Not many household name games are built as a part time hobby. I'm not saying wait until you're a multi millionaire :)
You can easily make a decent Flash game or experimental iPhone game part time. My first Flash game, with over 200 million plays, was made in two weeks including the time it took to learn Flash.
The additional hours will get eaten up by business stuff and maintenance once you're full time anyway.
Very much depends what sort of game you're considering. Anything approaching the AAA space, agreed. But mobile games / Web games / anything with carefully controlled scope, not so much.
You may or may not have heard of the 48-hour game development event GameJam? http://globalgamejam.org It's possible to create something playable even in that time.
Also, Minecraft was originally developed part-time, according to Wikipedia.
Working on something serious part-time is hard, and I'm impressed by people who manage it. But it's doable.
It's also VERY important to note that the key part of this statement is not "Being a game developer" but "as a business".
I'm a professional filmmaker. I happen to also be the kind of person who hears the phrase "owner/operator of a taco truck" and immediately thinks "ooh, that sounds cool. I'd need to optimise the menu to minimise ingredient costs, obviously, and - ooh - I wonder if I could use extremely locally targeted Adwords stuff to market it and -"
(I've never even eaten a taco. )
Nonetheless, I also know a lot of other people who make films. Many of them don't have the particular bit of their brain that automatically starts writing a business plan when it hears any cool idea. However, they still make films - often really good films - and enjoy it. Sometimes they enjoy, or at least appear to enjoy, making their movies more than I do.
A very large number of those people also have an actual bill-paying job.
There's nothing wrong with creating just for the love of it. "Amateur" - one who engages in an activity for the love of it - is not a dirty word, and contrary to popular belief is not automatically inferior to "professional". You can achieve a pretty astonishingly large output if you're focused - I have a friend who was averaging >1 (published) novel a year whilst also running his startup. You can create great work. And you don't have to make the inevitable compromises that you do have to make if job #1 is "make enough money off this thing to live".
Find the nearest American embassy, and then either ask them and follow directions, or go to the nearest mall and see if there's a Taco Bell / Pizza Hut place at the food court. This Taco Bell will not necessarily comply with the most stringent, culturally-sensitive rules of Mexican cuisine, but I still think you'll quite enjoy it.
Or, next time you're in Spain, you can find a taco place there. There are a lot of Latin Americans there (mostly Ecuadorians, though), and they'll probably be able to serve you excellent tacos.

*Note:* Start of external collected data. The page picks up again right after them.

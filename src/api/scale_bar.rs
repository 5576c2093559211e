use tracing::debug;

use crate::api::config::{DEFAULT_ZORDER, ScaleBarConfig};
use crate::api::placement::Location;
use crate::diagnostics::{Diagnostics, ScaleBarWarning};
use crate::error::{ScaleBarError, ScaleBarResult};
use crate::style::{
    AnchorBoxOverrides, AnchorBoxStyle, BarKind, BarOverrides, BarStyle, LabelsOverrides,
    LabelsStyle, StyleRegistry, TextOverrides, TextStyle, UnitsOverrides, UnitsStyle,
};

/// A configured scale bar.
///
/// Holds fully merged styles only. Geometry is derived from the axis on every
/// render, so one instance can be drawn on any number of axes.
#[derive(Debug, Clone, PartialEq)]
pub struct ScaleBar {
    kind: BarKind,
    location: Location,
    zorder: i32,
    bar: BarStyle,
    units: UnitsStyle,
    labels: LabelsStyle,
    text: TextStyle,
    aob: AnchorBoxStyle,
    style_warnings: Vec<ScaleBarWarning>,
}

impl ScaleBar {
    /// Merges `config` onto the defaults of `registry`.
    pub fn new(config: &ScaleBarConfig, registry: StyleRegistry) -> ScaleBarResult<Self> {
        let mut diagnostics = Diagnostics::new();
        let bar = registry
            .bar()
            .merge(&config.bar, config.kind, &mut diagnostics)?;
        let units = registry.units().merge(&config.units, &mut diagnostics)?;
        let labels = registry.labels().merge(&config.labels, &mut diagnostics)?;
        let text = registry.text().merge(&config.text, &mut diagnostics)?;
        let aob = registry.anchor_box().merge(&config.aob, &mut diagnostics)?;
        debug!(
            kind = ?config.kind,
            tier = registry.tier().name(),
            warnings = diagnostics.warnings().len(),
            "scale bar configured"
        );
        Ok(Self {
            kind: config.kind,
            location: config.location,
            zorder: config.zorder,
            bar,
            units,
            labels,
            text,
            aob,
            style_warnings: diagnostics.into_warnings(),
        })
    }

    /// Bar with the registry defaults and no overrides.
    pub fn with_defaults(registry: StyleRegistry) -> ScaleBarResult<Self> {
        Self::new(&ScaleBarConfig::default(), registry)
    }

    /// Parses a JSON [`ScaleBarConfig`] and builds the bar.
    pub fn from_json(json: &str, registry: StyleRegistry) -> ScaleBarResult<Self> {
        let config: ScaleBarConfig = serde_json::from_str(json)
            .map_err(|err| ScaleBarError::config("config", err.to_string()))?;
        Self::new(&config, registry)
    }

    pub(crate) fn from_parts(
        kind: BarKind,
        location: Location,
        bar: BarStyle,
        units: UnitsStyle,
        labels: LabelsStyle,
        text: TextStyle,
        aob: AnchorBoxStyle,
    ) -> Self {
        Self {
            kind,
            location,
            zorder: DEFAULT_ZORDER,
            bar,
            units,
            labels,
            text,
            aob,
            style_warnings: Vec::new(),
        }
    }

    #[must_use]
    pub fn kind(&self) -> BarKind {
        self.kind
    }

    #[must_use]
    pub fn location(&self) -> Location {
        self.location
    }

    #[must_use]
    pub fn zorder(&self) -> i32 {
        self.zorder
    }

    #[must_use]
    pub fn bar(&self) -> &BarStyle {
        &self.bar
    }

    #[must_use]
    pub fn units(&self) -> &UnitsStyle {
        &self.units
    }

    #[must_use]
    pub fn labels(&self) -> &LabelsStyle {
        &self.labels
    }

    #[must_use]
    pub fn text(&self) -> &TextStyle {
        &self.text
    }

    #[must_use]
    pub fn anchor_box(&self) -> &AnchorBoxStyle {
        &self.aob
    }

    /// Warnings raised while merging styles at construction.
    #[must_use]
    pub fn style_warnings(&self) -> &[ScaleBarWarning] {
        &self.style_warnings
    }

    pub fn set_kind(&mut self, kind: BarKind) {
        self.kind = kind;
    }

    pub fn set_location(&mut self, location: Location) {
        self.location = location;
    }

    pub fn set_zorder(&mut self, zorder: i32) {
        self.zorder = zorder;
    }

    /// Replaces the bar style wholesale.
    pub fn set_bar(&mut self, bar: BarStyle) -> ScaleBarResult<()> {
        bar.validate()?;
        self.bar = bar;
        Ok(())
    }

    pub fn set_units(&mut self, units: UnitsStyle) -> ScaleBarResult<()> {
        units.validate()?;
        self.units = units;
        Ok(())
    }

    pub fn set_labels(&mut self, labels: LabelsStyle) -> ScaleBarResult<()> {
        labels.validate()?;
        self.labels = labels;
        Ok(())
    }

    pub fn set_text(&mut self, text: TextStyle) -> ScaleBarResult<()> {
        text.validate()?;
        self.text = text;
        Ok(())
    }

    pub fn set_anchor_box(&mut self, aob: AnchorBoxStyle) -> ScaleBarResult<()> {
        aob.validate()?;
        self.aob = aob;
        Ok(())
    }

    /// Merges overrides onto the current bar style.
    ///
    /// On error the style is left untouched.
    pub fn update_bar(&mut self, overrides: &BarOverrides) -> ScaleBarResult<Vec<ScaleBarWarning>> {
        let mut diagnostics = Diagnostics::new();
        self.bar = self.bar.merge(overrides, self.kind, &mut diagnostics)?;
        Ok(diagnostics.into_warnings())
    }

    pub fn update_units(
        &mut self,
        overrides: &UnitsOverrides,
    ) -> ScaleBarResult<Vec<ScaleBarWarning>> {
        let mut diagnostics = Diagnostics::new();
        self.units = self.units.merge(overrides, &mut diagnostics)?;
        Ok(diagnostics.into_warnings())
    }

    pub fn update_labels(
        &mut self,
        overrides: &LabelsOverrides,
    ) -> ScaleBarResult<Vec<ScaleBarWarning>> {
        let mut diagnostics = Diagnostics::new();
        self.labels = self.labels.merge(overrides, &mut diagnostics)?;
        Ok(diagnostics.into_warnings())
    }

    pub fn update_text(&mut self, overrides: &TextOverrides) -> ScaleBarResult<Vec<ScaleBarWarning>> {
        let mut diagnostics = Diagnostics::new();
        self.text = self.text.merge(overrides, &mut diagnostics)?;
        Ok(diagnostics.into_warnings())
    }

    pub fn update_anchor_box(
        &mut self,
        overrides: &AnchorBoxOverrides,
    ) -> ScaleBarResult<Vec<ScaleBarWarning>> {
        let mut diagnostics = Diagnostics::new();
        self.aob = self.aob.merge(overrides, &mut diagnostics)?;
        Ok(diagnostics.into_warnings())
    }
}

(for those interested in this concept:) I swear there was a much better written article on this subject, but all I can find right now is one from Slate (that actually was posted to Hacker News a few years ago), which I don't think was the one I wanted to find.
"Bitter Brew: I opened a charming neighborhood coffee shop. Then it destroyed my life."
n.b. This is broadly true of all software businesses, not just video games. (Though I think running a software business is in many, many important respects easier than running a software business which makes video games.)
n.b. #2: This is also broadly true of many businesses which have, shall we say, anomalously high status. "I love cooking... I should open a restaurant! Then I'll have total artistic freedom to serve the food the way it should be made! And every day will be totally awesome!" <-- Not predictive of successful restaurateurs.